20070725

hooray

http://www.google.com/search?client=opera&rls=en&q=BigTable&sourceid=opera&ie=utf-8&oe=utf-8

BigTable is a compressed, high performance and proprietary database built
on Google File System (GFS), Chubby Lock Service and a few other Google
programs; it is currently not distributed or used outside of Google. It
began in 2004[1] and is now used by a number of Google applications, such
as MapReduce, which is often used for generating and modifying data stored
in BigTable[2] Google Reader,[3] Google Maps,[4] Google Print, "My Search
History", Google Earth, Blogger.com, Google Code hosting, Orkut[4], and
YouTube[5] Google's reasons for developing its own database include
licensing costs, scalability, and better control of performance
characteristics.[6]

It is a fast and extremely large-scale system database, with a focus on
quick reads from columns, not rows.
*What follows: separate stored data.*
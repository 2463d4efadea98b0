/*
 * Copyright 2025 Vijaykumar Singh
 *
 * Licensed under the Apache License, Version 2.0 (the "License");
 * you may not use this file except in compliance with the License.
 * You may obtain a copy of the License at
 *
 *     http://www.apache.org/licenses/LICENSE-2.0
 *
 * Unless required by applicable law or agreed to in writing, software
 * distributed under the License is distributed on an "AS IS" BASIS,
 * WITHOUT WARRANTIES OR CONDITIONS OF ANY KIND, either express or implied.
 * See the License for the specific language governing permissions and
 * limitations under the License.
 */

//! Skeleton hierarchy and transform helpers

use nalgebra::{Isometry3, Point3, Quaternion, Translation3, UnitQuaternion, Vector3};
use serde::{Deserialize, Serialize};

use crate::core::error::BuildError;
use crate::features::Float3;

/// Rigid transform (translation + rotation)
pub type Transform = Isometry3<f32>;

#[derive(Debug, Clone, PartialEq, Eq, Serialize, Deserialize)]
pub struct Joint {
    pub name: String,
    /// `None` only for the root
    #[serde(default)]
    pub parent: Option<usize>,
}

/// Joint hierarchy; joint 0 is the root and parents precede their children.
#[derive(Debug, Clone, PartialEq, Eq)]
pub struct Rig {
    joints: Vec<Joint>,
}

impl Rig {
    pub fn new(joints: Vec<Joint>) -> Result<Self, BuildError> {
        if joints.is_empty() {
            return Err(BuildError::InvalidRig("rig has no joints".to_string()));
        }
        if joints[0].parent.is_some() {
            return Err(BuildError::InvalidRig(format!(
                "root joint '{}' must not have a parent",
                joints[0].name
            )));
        }
        for (index, joint) in joints.iter().enumerate().skip(1) {
            match joint.parent {
                Some(parent) if parent < index => {}
                _ => {
                    return Err(BuildError::InvalidRig(format!(
                        "joint '{}' must have a parent listed before it",
                        joint.name
                    )))
                }
            }
        }
        Ok(Self { joints })
    }

    pub fn joints(&self) -> &[Joint] {
        &self.joints
    }

    pub fn num_joints(&self) -> usize {
        self.joints.len()
    }

    pub fn find_joint(&self, name: &str) -> Option<usize> {
        self.joints.iter().position(|joint| joint.name == name)
    }

    pub fn resolve_joints(&self, names: &[String]) -> Result<Vec<usize>, BuildError> {
        names
            .iter()
            .map(|name| {
                self.find_joint(name)
                    .ok_or_else(|| BuildError::UnresolvedJoint(name.clone()))
            })
            .collect()
    }

    /// Converts local transforms into the root's frame. The root itself maps to identity.
    pub fn character_space(&self, local: &[Transform]) -> Vec<Transform> {
        let mut result: Vec<Transform> = Vec::with_capacity(self.joints.len());
        for (index, joint) in self.joints.iter().enumerate() {
            let transform = match joint.parent {
                None => Transform::identity(),
                Some(parent) => result[parent] * local[index],
            };
            result.push(transform);
        }
        result
    }
}

pub trait InterpolateLinear {
    fn interpolate_linear(&self, other: &Self, f: f32) -> Self;
}

impl InterpolateLinear for Float3 {
    fn interpolate_linear(&self, other: &Self, f: f32) -> Self {
        self.lerp(other, f)
    }
}

impl InterpolateLinear for UnitQuaternion<f32> {
    fn interpolate_linear(&self, other: &Self, f: f32) -> Self {
        // Antipodal rotations have no unique arc; snap to the nearer end.
        self.try_slerp(other, f, 1.0e-6)
            .unwrap_or(if f < 0.5 { *self } else { *other })
    }
}

impl InterpolateLinear for Transform {
    fn interpolate_linear(&self, other: &Self, f: f32) -> Self {
        Isometry3::from_parts(
            Translation3::from(
                self.translation
                    .vector
                    .interpolate_linear(&other.translation.vector, f),
            ),
            self.rotation.interpolate_linear(&other.rotation, f),
        )
    }
}

/// Builds a transform from `[x, y, z]` and a `[x, y, z, w]` quaternion.
pub fn transform_from_parts(translation: [f32; 3], rotation: [f32; 4]) -> Transform {
    let [x, y, z, w] = rotation;
    Isometry3::from_parts(
        Translation3::new(translation[0], translation[1], translation[2]),
        UnitQuaternion::from_quaternion(Quaternion::new(w, x, y, z)),
    )
}

/// Inverse of [`transform_from_parts`].
pub fn transform_to_parts(transform: &Transform) -> ([f32; 3], [f32; 4]) {
    let t = transform.translation.vector;
    let q = transform.rotation.quaternion().coords;
    ([t.x, t.y, t.z], [q.x, q.y, q.z, q.w])
}

pub fn position(transform: &Transform) -> Float3 {
    transform.transform_point(&Point3::origin()).coords
}

pub fn forward(transform: &Transform) -> Float3 {
    transform.rotation * Vector3::z()
}

#[cfg(test)]
mod tests {
    use super::*;
    use approx::assert_relative_eq;
    use std::f32::consts::FRAC_PI_2;

    fn rig() -> Rig {
        Rig::new(vec![
            Joint { name: "Root".to_string(), parent: None },
            Joint { name: "Hips".to_string(), parent: Some(0) },
            Joint { name: "Foot".to_string(), parent: Some(1) },
        ])
        .unwrap()
    }

    #[test]
    fn test_rig_validation() {
        assert!(Rig::new(vec![]).is_err());
        assert!(Rig::new(vec![Joint { name: "A".to_string(), parent: Some(0) }]).is_err());
        assert!(Rig::new(vec![
            Joint { name: "A".to_string(), parent: None },
            Joint { name: "B".to_string(), parent: Some(2) },
            Joint { name: "C".to_string(), parent: Some(0) },
        ])
        .is_err());
    }

    #[test]
    fn test_resolve_joints() {
        let rig = rig();
        assert_eq!(rig.resolve_joints(&["Foot".to_string()]).unwrap(), vec![2]);
        assert!(matches!(
            rig.resolve_joints(&["Hand".to_string()]),
            Err(BuildError::UnresolvedJoint(name)) if name == "Hand"
        ));
    }

    #[test]
    fn test_character_space_ignores_root_motion() {
        let rig = rig();
        let yaw = UnitQuaternion::from_axis_angle(&Vector3::y_axis(), FRAC_PI_2);
        let local = vec![
            Isometry3::from_parts(Translation3::new(5.0, 0.0, 5.0), yaw),
            Isometry3::translation(0.0, 1.0, 0.0),
            Isometry3::translation(0.0, -0.9, 0.2),
        ];
        let character = rig.character_space(&local);
        let foot = position(&character[2]);
        assert_relative_eq!(foot.x, 0.0, epsilon = 1.0e-6);
        assert_relative_eq!(foot.y, 0.1, epsilon = 1.0e-6);
        assert_relative_eq!(foot.z, 0.2, epsilon = 1.0e-6);
    }

    #[test]
    fn test_interpolate_transform() {
        let a = transform_from_parts([0.0, 0.0, 0.0], [0.0, 0.0, 0.0, 1.0]);
        let yaw = UnitQuaternion::from_axis_angle(&Vector3::y_axis(), FRAC_PI_2);
        let b = Isometry3::from_parts(Translation3::new(2.0, 0.0, 0.0), yaw);
        let mid = a.interpolate_linear(&b, 0.5);
        assert_relative_eq!(mid.translation.vector.x, 1.0, epsilon = 1.0e-6);
        assert_relative_eq!(mid.rotation.angle(), FRAC_PI_2 / 2.0, epsilon = 1.0e-5);

        let (t, r) = transform_to_parts(&b);
        let back = transform_from_parts(t, r);
        assert_relative_eq!(back.rotation.angle(), b.rotation.angle(), epsilon = 1.0e-6);
    }
}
It's designed to scale into the
petabyte range across hundreds or thousands of machines, and to make it
easy to add more machines to the system and automatically start taking
advantage of those resources without any reconfiguration".[7] Each table
has multiple dimensions (one of which is a field for time, allowing
versioning). Tables are optimized for GFS by being split into multiple
tablets- segments of the table as split along a row chosen such that the
tablet will be ~200 megabytes in size. When sizes threaten to grow beyond
a specified limit, the tablets are compressed using the algorithms BMDiff
and Zippy, which are described as less space-optimal than LZW but more
efficient in terms of computing time. The locations in the GFS of tablets
are recorded as database entries in multiple special tablets, which are
called "META1" tablets. META1 tablets are found by querying the single
"META0" tablet, which typically has a machine to itself since it is often
queried by clients as to the location of the "META1" tablet which itself
has the answer to the question of where the actual data is located. Like
GFS' master server, the META0 is not generally a bottleneck since the
processor time and bandwidth necessary to discover and transmit META1
locations is minimal and clients aggressively cache locations to minimize
queries.